→ EXERCISE REQUIREMENTS: Could you reproduce, word for word, everything below from the line containing "async fn serves_over_tcp_and_shuts_down()" down to the line containing "x-user-id: u-tcp\r\n\", with both of those lines included and no others?

→ TASK INPUTS:
use std::time::Duration;

use bizshop::{ContextHolder, Request, Response, Router, Server, Status, UserContextLayer, shop};
use bytes::Bytes;
use tokio::io::{AsyncReadExt, AsyncWriteExt};
use tokio::net::{TcpListener, TcpStream};

fn app() -> Router {
    shop::routes(Router::new())
        .get("/shopping/slow-echo", slow_echo)
        .get("/business/peek", peek)
        .with_context(UserContextLayer::new())
}

/// Yields a few times before reporting whose context it sees, so concurrent
/// requests interleave.
async fn slow_echo(_req: Request) -> Response {
    for _ in 0..5 {
        tokio::time::sleep(Duration::from_millis(1)).await;
    }
    match ContextHolder::get() {
        Some(ctx) => Response::text(ctx.user_id().as_str().to_owned()),
        None => Response::status(Status::Unauthorized),
    }
}

async fn peek(_req: Request) -> String {
    ContextHolder::is_set().to_string()
}

fn get(path: &str, user: Option<(&str, &str, &str)>) -> http::Request<Bytes> {
    let mut builder = http::Request::get(path);
    if let Some((id, vip, balance)) = user {
        builder = builder
            .header("x-user-id", id)
            .header("x-vip-level", vip)
            .header("x-wallet-balance", balance);
    }
    builder.body(Bytes::new()).unwrap()
}

fn json(res: &Response) -> serde_json::Value {
    serde_json::from_slice(res.body()).unwrap()
}

#[tokio::test]
async fn item_list_returns_fixed_items() {
    let res = app().call(get("/business/shop/item-list", None)).await;

    assert_eq!(res.status_code(), Status::Ok);
    assert_eq!(json(&res), serde_json::json!(["item1", "item2", "item3"]));
}

#[tokio::test]
async fn shopping_request_sees_header_context() {
    let res = app()
        .call(get("/shopping/me", Some(("u-42", "GOLD", "12.50"))))
        .await;

    assert_eq!(res.status_code(), Status::Ok);
    assert_eq!(
        json(&res),
        serde_json::json!({
            "user_id": "u-42",
            "vip_level": "gold",
            "wallet_balance": "12.50",
        }),
    );
}

#[tokio::test]
async fn shopping_request_without_headers_is_unauthorized() {
    let res = app().call(get("/shopping/me", None)).await;

    assert_eq!(res.status_code(), Status::Unauthorized);
    assert_eq!(json(&res), serde_json::json!({ "error": "no user context" }));
}

#[tokio::test]
async fn invalid_headers_yield_no_context() {
    let app = app();

    for user in [
        ("", "gold", "1.00"),
        ("u-1", "diamond", "1.00"),
        ("u-1", "gold", "-5"),
        ("u-1", "gold", "1.001"),
        ("u-1", "gold", "many"),
    ] {
        let res = app.call(get("/shopping/me", Some(user))).await;
        assert_eq!(res.status_code(), Status::Unauthorized, "{user:?}");
    }
}

#[tokio::test]
async fn paths_outside_prefix_never_get_context() {
    let res = app()
        .call(get("/business/peek", Some(("u-42", "gold", "12.50"))))
        .await;

    assert_eq!(res.body(), b"false");
}

#[tokio::test]
async fn router_without_layer_never_sets_context() {
    let app = shop::routes(Router::new());

    let res = app.call(get("/shopping/me", Some(("u-42", "gold", "12.50")))).await;

    assert_eq!(res.status_code(), Status::Unauthorized);
}

#[tokio::test]
async fn context_does_not_outlive_request() {
    let app = app();

    let first = app.call(get("/shopping/me", Some(("u-1", "silver", "1.00")))).await;
    assert_eq!(first.status_code(), Status::Ok);
    assert!(ContextHolder::get().is_none());

    let second = app.call(get("/shopping/me", None)).await;
    assert_eq!(second.status_code(), Status::Unauthorized);
}

#[tokio::test]
async fn custom_prefix_and_headers() {
    let app = shop::routes(Router::new())
        .get("/store/me", shop::current_shopper)
        .with_context(
            UserContextLayer::new()
                .path_prefix("/store/")
                .user_id_header("x-auth-user")
                .vip_level_header("x-auth-tier")
                .wallet_balance_header("x-auth-wallet"),
        );

    let req = http::Request::get("/store/me")
        .header("x-auth-user", "u-9")
        .header("x-auth-tier", "platinum")
        .header("x-auth-wallet", "0")
        .body(Bytes::new())
        .unwrap();
    let res = app.call(req).await;

    assert_eq!(res.status_code(), Status::Ok);
    assert_eq!(json(&res)["user_id"], "u-9");

    // Default prefix is no longer served with context.
    let res = app.call(get("/shopping/me", Some(("u-9", "gold", "1")))).await;
    assert_eq!(res.status_code(), Status::Unauthorized);
}

#[tokio::test(flavor = "multi_thread", worker_threads = 4)]
async fn concurrent_requests_are_isolated() {
    let app = std::sync::Arc::new(app());
    let mut tasks = tokio::task::JoinSet::new();

    for i in 0..64 {
        let app = std::sync::Arc::clone(&app);
        tasks.spawn(async move {
            let user = format!("u-{i}");
            // Every third request is anonymous.
            let res = if i % 3 == 0 {
                app.call(get("/shopping/slow-echo", None)).await
            } else {
                app.call(get("/shopping/slow-echo", Some((user.as_str(), "regular", "0.00")))).await
            };
            (i, user, res)
        });
    }

    while let Some(res) = tasks.join_next().await {
        let (i, user, res) = res.unwrap();
        if i % 3 == 0 {
            assert_eq!(res.status_code(), Status::Unauthorized);
        } else {
            assert_eq!(res.body(), user.as_bytes());
        }
    }
}

#[tokio::test]
async fn serves_over_tcp_and_shuts_down() {
    let listener = TcpListener::bind("127.0.0.1:0").await.unwrap();
    let addr = listener.local_addr().unwrap();
    let (stop_tx, stop_rx) = tokio::sync::oneshot::channel::<()>();

    let server = tokio::spawn(
        Server::from_listener(listener).serve_with_shutdown(app(), async move {
            let _ = stop_rx.await;
        }),
    );

    let mut stream = TcpStream::connect(addr).await.unwrap();
    stream
        .write_all(
            b"GET /shopping/me HTTP/1.1\r\n\
              host: localhost\r\n\
              x-user-id: u-tcp\r\n\
              x-vip-level: silver\r\n\
              x-wallet-balance: 7.25\r\n\
              connection: close\r\n\r\n",
        )
        .await
        .unwrap();

    let mut raw = String::new();
    stream.read_to_string(&mut raw).await.unwrap();

    assert!(raw.starts_with("HTTP/1.1 200 OK"), "{raw}");
    assert!(raw.contains(r#""user_id":"u-tcp""#), "{raw}");
    assert!(raw.contains(r#""wallet_balance":"7.25""#), "{raw}");

    stop_tx.send(()).unwrap();
    server.await.unwrap().unwrap();
}

#[tokio::test]
async fn truncated_body_is_bad_request() {
    let listener = TcpListener::bind("127.0.0.1:0").await.unwrap();
    let addr = listener.local_addr().unwrap();
    let (stop_tx, stop_rx) = tokio::sync::oneshot::channel::<()>();

    let server = tokio::spawn(
        Server::from_listener(listener).serve_with_shutdown(app(), async move {
            let _ = stop_rx.await;
        }),
    );

    let mut stream = TcpStream::connect(addr).await.unwrap();
    stream
        .write_all(
            b"GET /business/shop/item-list HTTP/1.1\r\n\
              host: localhost\r\n\
              content-length: 10\r\n\r\n\
              abc",
        )
        .await
        .unwrap();
    stream.shutdown().await.unwrap();

    let mut raw = String::new();
    stream.read_to_string(&mut raw).await.unwrap();

    assert!(raw.starts_with("HTTP/1.1 400 Bad Request"), "{raw}");

    stop_tx.send(()).unwrap();
    server.await.unwrap().unwrap();
}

→ ANSWER TO THE PROBLEM:
async fn serves_over_tcp_and_shuts_down() {
    let listener = TcpListener::bind("127.0.0.1:0").await.unwrap();
    let addr = listener.local_addr().unwrap();
    let (stop_tx, stop_rx) = tokio::sync::oneshot::channel::<()>();

    let server = tokio::spawn(
        Server::from_listener(listener).serve_with_shutdown(app(), async move {
            let _ = stop_rx.await;
        }),
    );

    let mut stream = TcpStream::connect(addr).await.unwrap();
    stream
        .write_all(
            b"GET /shopping/me HTTP/1.1\r\n\
              host: localhost\r\n\
              x-user-id: u-tcp\r\n\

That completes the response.